The projects I have participated in concentrated on the earliest Buddhist art in the western Himalayas, attributable to the period from the 10th to the 13th centuries. This art can basically be read in two ways: on the one hand it is evidence for the latest phase of Buddhism in Northwest India, a stage of development otherwise almost completely lost, on the other hand it documents the main phase of the Tibetan adoption and adaptation of Indian Buddhism. The artistic heritage of this art is undoubtedly Indian, be it Kashmiri or representative of other schools of north Indian art (clay sculptures of a technique described in Indian Ś́ilpaśāstra literature, painted textile patterns best related to contemporary Gujarati textiles (Tabo), unusual iconographic types, both Buddhist and Hindu that appear to be specific to northwest India and at least partly derive from a Kashmiri context. In addition, certain artistic elements can be traced beyond the Indian heritage, e.g. to Central Asia or even the whole area surrounding the western Himalayas (especially evident in the textile patterns of the Alchi group of monuments).
My research on early Buddhist art in the western Himalayas has been generously funded for more than ten years by the Austrian 'Fonds zur Förderung wissenschaftlicher Forschung' (FWF). The extent of this support is well documented in my CV. September 2000 to August 2003 I received a three-year research grant by the Austrian Program for Advanced Research and Technology of the Austrian Academy of Sciences (> APART project).
I am extremely grateful to all the teachers who have supported my research over the years, most important among them being: Deborah E. Klimburg-Salter, Ernst Steinkellner, and the late Maurizio Taddei, and to the numerous kind and helpful people during my research travels, particularly the monks and caretakers of the monasteries and village temples I surveyed and documented.
Early Tibetan Clay Sculpture
Few people will consider clay an important artistic medium in Tibetan art. Nevertheless, in Tibet clay has always been the sculptural material par excellence. Besides the mass-produced votive objects, the so-called tsha tsha found all over Tibet, many of the large-scale sculptures in Tibetan Buddhist monasteries are actually made of the same material. The main substance of these sculptures is dried clay (and not, as is often claimed, stucco, which would be far more resistant), a material that has been used employing varying techniques throughout the history of Tibetan art.

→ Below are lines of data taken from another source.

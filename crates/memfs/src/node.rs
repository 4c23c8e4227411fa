//! Tree nodes.
//!
//! A [`Node`] is either a [`File`] or a [`Directory`]. Directories own their
//! children by value, so detaching a directory from its parent drops the
//! whole subtree. Files are shared handles: the tree holds one clone and
//! every create/open hands out another.

use std::collections::HashMap;
use std::time::SystemTime;

use crate::file::File;
use crate::types::{DirEntry, FileType};

/// Capability contract shared by every node kind.
pub trait FsNode {
    fn name(&self) -> String;
    fn is_dir(&self) -> bool;
    fn created_at(&self) -> SystemTime;
    fn updated_at(&self) -> SystemTime;
}

#[derive(Debug)]
pub(crate) enum Node {
    File(File),
    Directory(Directory),
}

impl Node {
    pub(crate) fn kind(&self) -> FileType {
        match self {
            Node::File(_) => FileType::File,
            Node::Directory(_) => FileType::Directory,
        }
    }

    pub(crate) fn set_name(&mut self, name: String) {
        match self {
            Node::File(file) => file.set_name(name),
            Node::Directory(dir) => dir.name = name,
        }
    }

    pub(crate) fn dir_entry(&self) -> DirEntry {
        DirEntry {
            name: self.name(),
            kind: self.kind(),
            created_at: self.created_at(),
            updated_at: self.updated_at(),
        }
    }
}

impl FsNode for Node {
    fn name(&self) -> String {
        match self {
            Node::File(file) => file.name(),
            Node::Directory(dir) => dir.name(),
        }
    }

    fn is_dir(&self) -> bool {
        matches!(self, Node::Directory(_))
    }

    fn created_at(&self) -> SystemTime {
        match self {
            Node::File(file) => file.created_at(),
            Node::Directory(dir) => dir.created_at(),
        }
    }

    fn updated_at(&self) -> SystemTime {
        match self {
            Node::File(file) => file.updated_at(),
            Node::Directory(dir) => dir.updated_at(),
        }
    }
}

#[derive(Debug)]
pub(crate) struct Directory {
    pub(crate) name: String,
    pub(crate) children: HashMap<String, Node>,
    pub(crate) created_at: SystemTime,
    pub(crate) updated_at: SystemTime,
}

impl Directory {
    pub(crate) fn new(name: impl Into<String>) -> Self {
        let now = SystemTime::now();
        Self {
            name: name.into(),
            children: HashMap::new(),
            created_at: now,
            updated_at: now,
        }
    }

    pub(crate) fn touch(&mut self) {
        self.updated_at = SystemTime::now();
    }

    pub(crate) fn is_empty(&self) -> bool {
        self.children.is_empty()
    }

    /// Sum of content lengths of every file beneath this directory.
    pub(crate) fn total_size(&self) -> u64 {
        self.children
            .values()
            .map(|child| match child {
                Node::File(file) => file.size() as u64,
                Node::Directory(dir) => dir.total_size(),
            })
            .sum()
    }
}

impl FsNode for Directory {
    fn name(&self) -> String {
        self.name.clone()
    }

    fn is_dir(&self) -> bool {
        true
    }

    fn created_at(&self) -> SystemTime {
        self.created_at
    }

    fn updated_at(&self) -> SystemTime {
        self.updated_at
    }
}

impl FsNode for DirEntry {
    fn name(&self) -> String {
        self.name.clone()
    }

    fn is_dir(&self) -> bool {
        self.kind.is_dir()
    }

    fn created_at(&self) -> SystemTime {
        self.created_at
    }

    fn updated_at(&self) -> SystemTime {
        self.updated_at
    }
}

Large-scale clay sculptures of the highest quality are particularly characteristic for the earliest Tibetan monuments preserved. This fact can quite easily be explained by the abundance of clay sculpture in almost all neighbouring regions during the time when Tibet was absorbing Buddhism from India as well as albeit to a far lesser degree China and Central Asia. During the second half of the first millennium of our era major sculptures were being made of clay in all these regions, those preserved in the famous cave of Dunhuang in the Gansu corridor in China being the most well known.
This article summarizes how frequently clay was used as sculptural material throughout Tibetan history and the techniques employed. The brief survey certainly does not do justice to the importance of clay as a sculptural medium in Tibet, but the highlights introduced may be sufficient to prove that these sculptures are an important aspect of Tibetan art that deserves attention. This is particularly true as the sculptures often represent the main topic of a temples decoration and the monument thus can only be understood by taking them into account.
- In Aziatische Kunst 33 (2) 2003: p. 2-15.